__Exercise data__.

//! External representation of values.
//!
//! Procedures and macros are named by whatever symbol they are currently
//! bound to in the supplied environment, so printing needs the environment
//! as well as the symbol table.

use std::fmt::Write;

use super::Value;
use crate::runtime::environment::Environment;
use crate::runtime::symbol::SymbolTable;

/// Renders `value` the way the REPL shows it.
pub fn to_display_string(value: &Value, symbols: &SymbolTable, env: Option<&Environment>) -> String {
    let mut out = String::new();
    write_value(&mut out, value, symbols, env);
    out
}

fn write_value(out: &mut String, value: &Value, symbols: &SymbolTable, env: Option<&Environment>) {
    match value {
        Value::Nil => out.push_str("()"),
        Value::Boolean(true) => out.push_str("#t"),
        Value::Boolean(false) => out.push_str("#f"),
        Value::Number(packed) => {
            let _ = write!(out, "{}", packed.unzip());
        }
        Value::String(text) => write_string(out, text),
        Value::Symbol(symbol) => out.push_str(symbols.name(*symbol)),
        Value::Error(error) => out.push_str(&error.message()),
        Value::Pair(_) => write_list(out, value, symbols, env),
        Value::Primitive(primitive) => {
            let name = bound_name(value, symbols, env).unwrap_or(primitive.name);
            let _ = write!(out, "#<procedure {}>", name);
        }
        Value::Compound(_) => match bound_name(value, symbols, env) {
            Some(name) => {
                let _ = write!(out, "#<procedure {}>", name);
            }
            None => out.push_str("#<procedure>"),
        },
        Value::Macro(_) => match bound_name(value, symbols, env) {
            Some(name) => {
                let _ = write!(out, "#<macro {}>", name);
            }
            None => out.push_str("#<macro>"),
        },
    }
}

fn write_list(out: &mut String, value: &Value, symbols: &SymbolTable, env: Option<&Environment>) {
    out.push('(');
    let mut current = value.clone();
    let mut first = true;
    loop {
        match current {
            Value::Pair(pair) => {
                if !first {
                    out.push(' ');
                }
                first = false;
                write_value(out, &pair.car(), symbols, env);
                current = pair.cdr();
            }
            Value::Nil => break,
            tail => {
                out.push_str(" . ");
                write_value(out, &tail, symbols, env);
                break;
            }
        }
    }
    out.push(')');
}

fn write_string(out: &mut String, text: &str) {
    out.push('"');
    for c in text.chars() {
        match c {
            '"' => out.push_str("\\\""),
            '\\' => out.push_str("\\\\"),
            '\n' => out.push_str("\\n"),
            '\t' => out.push_str("\\t"),
            '\r' => out.push_str("\\r"),
            c => out.push(c),
        }
    }
    out.push('"');
}

fn bound_name<'a>(value: &Value, symbols: &'a SymbolTable, env: Option<&Environment>) -> Option<&'a str> {
    env?.reverse_lookup(value).map(|symbol| symbols.name(symbol))
}

#[cfg(test)]
mod tests {
    use super::*;

    #[test]
    fn lists_dotted_pairs_and_empty() {
        let mut symbols = SymbolTable::new();
        let a = Value::Symbol(symbols.intern("a"));
        let proper = Value::list(vec![a.clone(), Value::integer(2), Value::list(vec![])]);
        assert_eq!(to_display_string(&proper, &symbols, None), "(a 2 ())");
        let dotted = Value::list_with_tail(vec![a, Value::Boolean(true)], Value::Boolean(false));
        assert_eq!(to_display_string(&dotted, &symbols, None), "(a #t . #f)");
    }

    #[test]
    fn strings_are_escaped() {
        let symbols = SymbolTable::new();
        let text = Value::string("say \"hi\"\n");
        assert_eq!(to_display_string(&text, &symbols, None), "\"say \\\"hi\\\"\\n\"");
    }

    #[test]
    fn errors_print_their_message() {
        let symbols = SymbolTable::new();
        let error = Value::error(crate::errors::unbound_variable("x"));
        assert_eq!(to_display_string(&error, &symbols, None), "Variable 'x' is not bound");
    }
}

__Work to be completed__. What lines above contain the word "SymbolTable"? Please copy each one.

__Task answer__.
use crate::runtime::symbol::SymbolTable;
pub fn to_display_string(value: &Value, symbols: &SymbolTable, env: Option<&Environment>) -> String {
fn write_value(out: &mut String, value: &Value, symbols: &SymbolTable, env: Option<&Environment>) {
fn write_list(out: &mut String, value: &Value, symbols: &SymbolTable, env: Option<&Environment>) {
fn bound_name<'a>(value: &Value, symbols: &'a SymbolTable, env: Option<&Environment>) -> Option<&'a str> {
        let mut symbols = SymbolTable::new();
        let symbols = SymbolTable::new();
        let symbols = SymbolTable::new();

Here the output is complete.